Non-human toxicity values: Rat Oral: 3000mg/kg/technical, LD_{50} rat inhalation: >1.35 mg/l air/ 6hr, LD_{50} rat oral: 3700 mg/kg, male, LD_{50} rabbit dermal >10.000 mg/kg.

==Environmental toxicity==
Chloroxuron is a substance moderately persistent in soil systems, but unlikely to persist in aquatic systems.
However, it has a 50/53 risk code, which means that it is very toxic to aquatic organisms, and may cause long-term effects to aquatic environments.

==Effects on animals==
Urea-derived herbicides, such as chloroxuron, have low acute toxicity in animals and are unlikely to present any hazard in normal use. These compounds may induce hepatic microsomal herbicides and can alter the metabolism of other xenobiotic agents. In laboratory animals, altered bone morphology and calcium metabolism have been found, however, cattle are more sensitive to urea herbicides compared to sheep, cats and dogs.

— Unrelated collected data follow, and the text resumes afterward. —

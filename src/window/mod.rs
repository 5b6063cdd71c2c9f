//! Windows and panels.
//!
//! A [`Window`] is the handle application threads hold. It owns no terminal
//! state of its own beyond bookkeeping (cursor, geometry, mode flags, the
//! unread part of the last line). Everything else goes through the bus.

mod panel;
#[allow(clippy::module_inception)]
mod window;

pub use panel::Panel;
pub use window::Window;
//! Format module: inline attribute markers.
//!
//! - [`parser`]: the marker state machine producing [`FormatOp`]s
//! - [`composer`]: replays operations onto an [`AttributeSink`]

pub mod composer;
pub mod parser;

pub use composer::{compose, AttributeSink, FormatWriter};
pub use parser::{parse, parse_with, plain_text, FormatOp, Marker, MarkerTable, Toggle};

Chloroxuron has been reported to have low toxicity in animal feeding studies, as it is an urea-derived herbicide. However, it is slightly toxic to birds, but there was no toxicity found in bees.

There were also no harmful effects found by dermal application of 10000 mg/kg to rabbits for 21 days, but a slight irritation to rabbits’ eyes and skin were reported.